Bede says that in the summer after Edwin’s death (i.e. the summer of 634 AD), Cadwalla killed Edwin’s successor Osric and after this ruled in Northumbria for a full year until he was killed by Oswald in battle at a place called by the English Denisesburn (Book III Ch. 1). Bede doesn’t give the British name for Denisesburn so it may well have been Cantscaul. If one takes this text at face value, Cadwalla/Cadwallon was killed in the summer of AD 635. However, Bede also says that Oswald died on 5 August 642 having reigned “nine years if we include the fatal year made abhorrent by the British King Cadwalla” (Book III Ch. 9), which would mean that the ‘fatal year’ began in 633 and Oswald’s actual reign (after he had killed Cadwallon in battle) began in the summer of 634. This would be more consistent with Cadwalla/Cadwallon having ruled in Northumbria for a full year after Edwin’s death, rather than for a full year starting in the summer after Edwin’s death, and would place Cadwalla’s death in 634. Annales Cambriae is three or four years earlier than Bede, depending which way one reads Bede.

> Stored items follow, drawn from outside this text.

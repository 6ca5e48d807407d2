//! Rotation primitives.
//!
//! A rotation restructures three nodes (the pivot, the child that replaces
//! it, and the subtree that moves between them) while preserving the
//! in-order sequence. Parent back-references are updated on all three, and
//! the former parent's child link is redirected to the new subtree top.
//! Rotations never touch colors; callers recolor before or after.

use crate::node::{RbNode, Side};

/// Left-rotates `node`: its right child takes its position, `node` becomes
/// that child's left child, and the child's former left subtree becomes
/// `node`'s new right subtree. Returns the new subtree top.
pub fn rotate_left<K>(arena: &mut [RbNode<K>], node: u32) -> u32 {
    let x = arena[node as usize]
        .r
        .expect("rotate_left requires a right child");
    let xl = arena[x as usize].l;
    arena[node as usize].r = xl;
    if let Some(xl) = xl {
        arena[xl as usize].p = Some(node);
    }

    arena[x as usize].l = Some(node);
    let node_p = arena[node as usize].p;
    arena[x as usize].p = node_p;
    arena[node as usize].p = Some(x);

    if let Some(p) = node_p {
        if arena[p as usize].l == Some(node) {
            arena[p as usize].l = Some(x);
        } else {
            arena[p as usize].r = Some(x);
        }
    }

    x
}

/// Mirror of [`rotate_left`].
pub fn rotate_right<K>(arena: &mut [RbNode<K>], node: u32) -> u32 {
    let x = arena[node as usize]
        .l
        .expect("rotate_right requires a left child");
    let xr = arena[x as usize].r;
    arena[node as usize].l = xr;
    if let Some(xr) = xr {
        arena[xr as usize].p = Some(node);
    }

    arena[x as usize].r = Some(node);
    let node_p = arena[node as usize].p;
    arena[x as usize].p = node_p;
    arena[node as usize].p = Some(x);

    if let Some(p) = node_p {
        if arena[p as usize].l == Some(node) {
            arena[p as usize].l = Some(x);
        } else {
            arena[p as usize].r = Some(x);
        }
    }

    x
}

/// Rotates `node` toward `side`: the child on the opposite side comes up.
///
/// "Rotate the parent toward the deficient side" in the deletion fixup and
/// the zig-zag step of the insertion fixup are both expressed through this.
pub fn rotate_toward<K>(arena: &mut [RbNode<K>], node: u32, side: Side) -> u32 {
    match side {
        Side::Left => rotate_left(arena, node),
        Side::Right => rotate_right(arena, node),
    }
}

So the dates in Annales Cambriae are 0-4 years earlier than the equivalent dates in Bede. Applying this to the date for the battle of Chester would suggest that the battle occurred some time in the period 613 to 617 AD, which is consistent with Bede’s statement that it happened “long after” Augustine’s death.
So on balance I would say this is the likeliest date range for the battle, and I would need a good reason to place the battle outside this date range.
Isn't this fun?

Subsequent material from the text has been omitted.